LE QUOTIDIEN : L’hôpital public traverse une crise historique. Comment vont les cliniques ?
LAMINE GHARBI : La situation est contrastée. Une clinique sur quatre est en déficit. Nous avons connu une liquidation judiciaire par mois en 2019. C’est préoccupant. J'y vois le résultat d’une baisse constante de nos budgets, spirale enrayée cette année par Agnès Buzyn. Mais après une baisse des tarifs de quasiment 10 % sur dix ans [en cumulé, NDLR], ce n’est pas la hausse de 0,5 % en 2019 qui va nous permettre de rétablir une situation économique dévastée.
La situation chez nous est similaire à celle de la fonction publique. Aux cliniques le tribunal de commerce, à l’hôpital les déficits chroniques ! Les conséquences sont les mêmes : des torsions sociales, des tensions salariales et des difficultés à renouveler nos investissements et nos parcs immobiliers. On sent sur le terrain un ras-le-bol naissant.
Craignez-vous que la mobilisation sociale à l’hôpital public gagne le privé lucratif ?
C’est possible. C’est le cas déjà de manière isolée, à Nîmes ou à Toulouse. Engager un mouvement de grève en clinique est un geste extrêmement fort car cela signifie l’arrêt total d’activité [au bloc, aux urgences, à la maternité par exemple, NDLR]. Dans le service public, l’activité est maintenue pendant la grève. Nous revendiquons, au regard des missions de service public que nous menons, que le droit de grève soit, comme dans le public, assorti d’un service minimum et obligatoire dans les cliniques.
Le plan d’urgence pour l’hôpital du gouvernement va-t-il dans le bon sens ?
Nous avons été un peu surpris et même déçus que ce plan touche exclusivement l’hôpital public, comme le remboursement partiel de la dette. Mais il ne faut pas tout voir en noir. Agnès Buzyn s’est engagée sur la pluriannualité de nos tarifs pour les trois prochaines années. Nous avons été entendus sur ce point ; maintenant, pour sortir du marasme, il faut définir le périmètre de l'augmentation d'au moins 0,2 % par an de nos tarifs garantie par l'État. Est-ce que cette hausse inclut l’incitation financière pour l’amélioration de la qualité (IFAQ) ? Quid du coefficient prudentiel [la réserve annuelle de crédits hospitaliers, NDLR] ? Il nous faut des éclairages.

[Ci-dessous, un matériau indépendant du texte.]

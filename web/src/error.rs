//! Error types for web handlers.
//!
//! [`AppError`] bridges store errors and HTTP responses by implementing
//! Axum's `IntoResponse`. Every error body has the same shape:
//!
//! ```json
//! { "code": "CONFLICT", "message": "Order ID already exists." }
//! ```

use axum::{
    http::StatusCode,
    response::{IntoResponse, Response},
    Json,
};
use order_desk_core::StoreError;
use serde::Serialize;
use std::fmt;

/// Message returned when an insert reuses an existing id.
pub const DUPLICATE_ID_MESSAGE: &str = "Order ID already exists.";

/// Application error type for web handlers.
///
/// Server errors keep their source for logging; only `code` and `message`
/// reach the client.
///
/// # Examples
///
/// ```ignore
/// async fn handler(State(state): State<AppState>, Path(id): Path<String>)
///     -> Result<Json<Order>, AppError>
/// {
///     let order = state.store.find_by_id(&id).await
///         .ok_or_else(|| AppError::not_found("Order", &id))?;
///     Ok(Json(order))
/// }
/// ```
#[derive(Debug)]
pub struct AppError {
    /// HTTP status code
    status: StatusCode,
    /// Error message (user-facing)
    message: String,
    /// Error code (for client error handling)
    code: String,
    /// Internal error (for logging, not exposed to client)
    source: Option<anyhow::Error>,
}

impl AppError {
    /// Create a new application error.
    #[must_use]
    pub const fn new(status: StatusCode, message: String, code: String) -> Self {
        Self {
            status,
            message,
            code,
            source: None,
        }
    }

    /// Create a new error with a source error.
    #[must_use]
    pub fn with_source(mut self, source: anyhow::Error) -> Self {
        self.source = Some(source);
        self
    }

    /// Create a 404 Not Found error.
    #[must_use]
    pub fn not_found(resource: impl fmt::Display, id: impl fmt::Display) -> Self {
        Self::new(
            StatusCode::NOT_FOUND,
            format!("{resource} with id {id} not found"),
            "NOT_FOUND".to_string(),
        )
    }

    /// Create a 409 Conflict error.
    #[must_use]
    pub fn conflict(message: impl Into<String>) -> Self {
        Self::new(
            StatusCode::CONFLICT,
            message.into(),
            "CONFLICT".to_string(),
        )
    }

    /// Create a 422 Unprocessable Entity error.
    #[must_use]
    pub fn validation(message: impl Into<String>) -> Self {
        Self::new(
            StatusCode::UNPROCESSABLE_ENTITY,
            message.into(),
            "VALIDATION_ERROR".to_string(),
        )
    }

    /// Create a 500 Internal Server Error.
    #[must_use]
    pub fn internal(message: impl Into<String>) -> Self {
        Self::new(
            StatusCode::INTERNAL_SERVER_ERROR,
            message.into(),
            "INTERNAL_SERVER_ERROR".to_string(),
        )
    }

    /// HTTP status this error maps to
    #[must_use]
    pub const fn status(&self) -> StatusCode {
        self.status
    }

    /// Machine-readable error code
    #[must_use]
    pub fn code(&self) -> &str {
        &self.code
    }
}

impl fmt::Display for AppError {
    fn fmt(&self, f: &mut fmt::Formatter<'_>) -> fmt::Result {
        write!(f, "[{}] {}", self.code, self.message)
    }
}

impl std::error::Error for AppError {
    fn source(&self) -> Option<&(dyn std::error::Error + 'static)> {
        self.source
            .as_ref()
            .map(|e| e.as_ref() as &(dyn std::error::Error + 'static))
    }
}

/// Error response body (JSON).
#[derive(Debug, Serialize)]
struct ErrorResponse {
    /// Error code (for client error handling).
    code: String,
    /// Human-readable error message.
    message: String,
}

impl IntoResponse for AppError {
    fn into_response(self) -> Response {
        if self.status.is_server_error() {
            if let Some(source) = &self.source {
                tracing::error!(
                    status = %self.status,
                    code = %self.code,
                    message = %self.message,
                    error = %source,
                    "Internal server error"
                );
            } else {
                tracing::error!(
                    status = %self.status,
                    code = %self.code,
                    message = %self.message,
                    "Internal server error"
                );
            }
        }

        let body = ErrorResponse {
            code: self.code,
            message: self.message,
        };

        (self.status, Json(body)).into_response()
    }
}

/// Duplicate ids are a client conflict; persistence failures are internal.
impl From<StoreError> for AppError {
    fn from(err: StoreError) -> Self {
        match err {
            StoreError::DuplicateId(_) => Self::conflict(DUPLICATE_ID_MESSAGE),
            StoreError::Persistence(_) => {
                Self::internal("Failed to persist order").with_source(err.into())
            },
        }
    }
}

#[cfg(test)]
#[allow(clippy::unwrap_used)]
mod tests {
    use super::*;
    use order_desk_core::{DocumentStoreError, OrderId};

    #[test]
    fn test_error_display() {
        let err = AppError::validation("Order id must not be empty");
        assert_eq!(err.to_string(), "[VALIDATION_ERROR] Order id must not be empty");
    }

    #[test]
    fn test_not_found() {
        let err = AppError::not_found("Order", "123");
        assert_eq!(err.to_string(), "[NOT_FOUND] Order with id 123 not found");
        assert_eq!(err.status, StatusCode::NOT_FOUND);
    }

    #[test]
    fn test_duplicate_id_is_conflict() {
        let err = AppError::from(StoreError::DuplicateId(OrderId::from("1")));
        assert_eq!(err.status(), StatusCode::CONFLICT);
        assert_eq!(err.code(), "CONFLICT");
        assert_eq!(err.message, DUPLICATE_ID_MESSAGE);
    }

    #[test]
    fn test_store_errors_propagate_into_web_result() {
        fn insert_again() -> crate::WebResult<()> {
            Err(StoreError::DuplicateId(OrderId::from("1")))?;
            Ok(())
        }

        let err = insert_again().unwrap_err();
        assert_eq!(err.status(), StatusCode::CONFLICT);
    }

    #[test]
    fn test_persistence_is_internal_with_source() {
        let err = AppError::from(StoreError::Persistence(DocumentStoreError::Unavailable(
            "disk full".to_string(),
        )));
        assert_eq!(err.status(), StatusCode::INTERNAL_SERVER_ERROR);
        assert!(std::error::Error::source(&err).is_some());
    }

    #[tokio::test]
    async fn test_response_body() {
        let response = AppError::conflict(DUPLICATE_ID_MESSAGE).into_response();
        assert_eq!(response.status(), StatusCode::CONFLICT);

        let bytes = axum::body::to_bytes(response.into_body(), usize::MAX)
            .await
            .unwrap();
        let body: serde_json::Value = serde_json::from_slice(&bytes).unwrap();
        assert_eq!(body["code"], "CONFLICT");
        assert_eq!(body["message"], DUPLICATE_ID_MESSAGE);
    }
}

Une hausse des tarifs de 1 % nous permettrait trois choses : vraie politique salariale, investissement et désendettement. Avec l'objectif national des dépenses d'assurance-maladie (ONDAM) voté à 2,4 %, c'est possible ! Bien sûr, si nous voulons sortir nos établissements du rouge, il faudrait bien davantage. Mais un ONDAM à 4 % n’est pas réaliste, il faut savoir être raisonnable.

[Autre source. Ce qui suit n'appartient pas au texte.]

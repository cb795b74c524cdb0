//! Axum middleware for request tracking and observability.
//!
//! [`correlation_id_layer`] gives every request a correlation id:
//!
//! 1. **Extract** the id from the `X-Correlation-ID` header, or generate a UUID
//! 2. **Store** it in request extensions for [`CorrelationId`](crate::CorrelationId)
//! 3. **Span** the request with `correlation_id`, `method` and `uri`
//! 4. **Record** `http_requests_total` and `http_request_duration_seconds`
//! 5. **Echo** the id in the response `X-Correlation-ID` header
//!
//! # Example
//!
//! ```ignore
//! use axum::Router;
//! use order_desk_web::middleware::correlation_id_layer;
//!
//! let app = Router::new()
//!     .route("/orders/:id", get(get_order))
//!     .layer(correlation_id_layer());
//! ```

use axum::{extract::Request, http::HeaderValue, response::Response};
use std::future::Future;
use std::pin::Pin;
use std::task::{Context, Poll};
use std::time::Instant;
use tower::{Layer, Service};
use tracing::Instrument;
use uuid::Uuid;

/// Header name for correlation ID.
pub const CORRELATION_ID_HEADER: &str = "X-Correlation-ID";

/// Create a layer that adds correlation ID tracking to all requests.
#[must_use]
pub const fn correlation_id_layer() -> CorrelationIdLayer {
    CorrelationIdLayer
}

/// Layer for correlation ID tracking.
#[derive(Clone, Debug)]
pub struct CorrelationIdLayer;

impl<S> Layer<S> for CorrelationIdLayer {
    type Service = CorrelationIdMiddleware<S>;

    fn layer(&self, inner: S) -> Self::Service {
        CorrelationIdMiddleware { inner }
    }
}

/// Middleware service for correlation ID tracking.
#[derive(Clone, Debug)]
pub struct CorrelationIdMiddleware<S> {
    inner: S,
}

impl<S> Service<Request> for CorrelationIdMiddleware<S>
where
    S: Service<Request, Response = Response> + Send + 'static,
    S::Future: Send + 'static,
{
    type Response = S::Response;
    type Error = S::Error;
    type Future = Pin<Box<dyn Future<Output = Result<Self::Response, Self::Error>> + Send>>;

    fn poll_ready(&mut self, cx: &mut Context<'_>) -> Poll<Result<(), Self::Error>> {
        self.inner.poll_ready(cx)
    }

    fn call(&mut self, mut req: Request) -> Self::Future {
        let correlation_id = req
            .headers()
            .get(CORRELATION_ID_HEADER)
            .and_then(|v| v.to_str().ok())
            .and_then(|s| Uuid::parse_str(s).ok())
            .unwrap_or_else(Uuid::new_v4);

        req.extensions_mut().insert(correlation_id);

        let method = req.method().to_string();
        let span = tracing::info_span!(
            "http_request",
            correlation_id = %correlation_id,
            method = %method,
            uri = %req.uri(),
        );

        let started = Instant::now();
        let fut = self.inner.call(req);

        Box::pin(async move {
            let mut response = fut.instrument(span).await?;

            metrics::counter!(
                "http_requests_total",
                "method" => method.clone(),
                "status" => response.status().as_u16().to_string()
            )
            .increment(1);
            metrics::histogram!("http_request_duration_seconds", "method" => method)
                .record(started.elapsed().as_secs_f64());

            if let Ok(header_value) = HeaderValue::from_str(&correlation_id.to_string()) {
                response
                    .headers_mut()
                    .insert(CORRELATION_ID_HEADER, header_value);
            }

            Ok(response)
        })
    }
}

Souhaitez-vous que les primes annoncées pour les soignants du service public soient étendues à vos salariés du privé ?
On s’imagine que le privé paye davantage ses infirmières et ses aides-soignantes. C’est l’inverse ! La grille actuelle de la fonction publique est plus avantageuse que les salaires en clinique. On aimerait pouvoir revaloriser certains de nos salaires, pas des primes. D’autant qu’à part la prime pour les urgences, aucune de celles annoncées en novembre ne concernent le secteur privé...
Pire, l’Assistance publique-Hôpitaux de Paris a bénéficié d'un fléchage important. Cette décision met les cliniques d'Île-de-France en difficulté, car les salariés du public vont être revalorisés contrairement à ceux du privé. Cela va créer des tensions.

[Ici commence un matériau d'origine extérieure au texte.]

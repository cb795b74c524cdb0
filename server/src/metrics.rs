//! Prometheus metrics for Order Desk.
//!
//! The store and the correlation-id middleware emit through the `metrics`
//! facade. Nothing is recorded until [`install_recorder`] runs, which only
//! happens when `METRICS_ENABLED=true`.

use metrics::{describe_counter, describe_histogram};
use metrics_exporter_prometheus::{BuildError, Matcher, PrometheusBuilder, PrometheusHandle};
use thiserror::Error;

/// Errors from metrics setup.
#[derive(Error, Debug)]
pub enum MetricsError {
    /// Failed to build metrics exporter
    #[error("Failed to build metrics exporter")]
    Build(#[source] BuildError),
    /// Failed to install metrics exporter
    #[error("Failed to install metrics exporter")]
    Install(#[source] BuildError),
}

/// Installs the global Prometheus recorder and returns a handle for rendering.
///
/// # Errors
///
/// Returns `MetricsError::Install` if a recorder is already installed.
pub fn install_recorder() -> Result<PrometheusHandle, MetricsError> {
    let handle = PrometheusBuilder::new()
        .set_buckets_for_metric(
            Matcher::Suffix("duration_seconds".to_string()),
            &[0.0005, 0.001, 0.005, 0.01, 0.025, 0.05, 0.1, 0.25, 0.5, 1.0],
        )
        .map_err(MetricsError::Build)?
        .install_recorder()
        .map_err(MetricsError::Install)?;

    register_metrics();
    tracing::info!("Prometheus recorder installed");
    Ok(handle)
}

/// Register all metric descriptions.
fn register_metrics() {
    describe_counter!("orders_inserted_total", "Orders accepted and persisted");
    describe_counter!(
        "orders_duplicate_rejected_total",
        "Inserts rejected because the order id already exists"
    );
    describe_counter!(
        "orders_persist_failures_total",
        "Inserts rolled back because the document write failed"
    );
    describe_histogram!(
        "orders_persist_duration_seconds",
        "Time spent rewriting the order document"
    );
    describe_counter!("orders_summaries_total", "Aggregation queries served");
    describe_counter!("http_requests_total", "HTTP requests by method and status");
    describe_histogram!(
        "http_request_duration_seconds",
        "HTTP request latency by method"
    );
}

#[cfg(test)]
#[allow(clippy::unwrap_used)]
mod tests {
    use super::*;
    use std::error::Error as _;

    #[test]
    fn build_errors_keep_the_exporter_cause() {
        let err = PrometheusBuilder::new()
            .set_buckets_for_metric(Matcher::Suffix("duration_seconds".to_string()), &[])
            .map(|_| ())
            .map_err(MetricsError::Build)
            .unwrap_err();

        assert_eq!(err.to_string(), "Failed to build metrics exporter");
        assert!(matches!(
            err.source().and_then(|e| e.downcast_ref::<BuildError>()),
            Some(BuildError::EmptyBucketsOrQuantiles)
        ));
    }
}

À mi-mandat, quelles sont vos relations avec la tutelle ?
Nous constatons une écoute, un partage et des avancées réelles. Nous sommes en confiance. Mais aujourd’hui, nous tirons la sonnette d’alarme en disant que le plan hôpital nous laisse un peu de côté. On veut aussi que la pluriannualité soit bien claire et que la prochaine campagne tarifaire en mars 2020 soit positive.
La ministre s’est opposée à la privatisation du centre hospitalier de Longué-Jumelles (Maine-et-Loire) pourtant très déficitaire. Le vivez-vous comme un camouflet ?
Non, car il y a quelques années, cette discussion n’aurait même pas pu être mise sur la place publique. Ça avance ! J’avais déjà proposé il y a dix ans que des établissements privés reprennent des hôpitaux en difficulté selon deux conditions : aucun licenciement et aucune demande de relance budgétaire. Ce débat refait surface, j’en suis ravi. Le privé ne va pas dénaturer les services hospitaliers, ces craintes n’ont pas lieu d’être.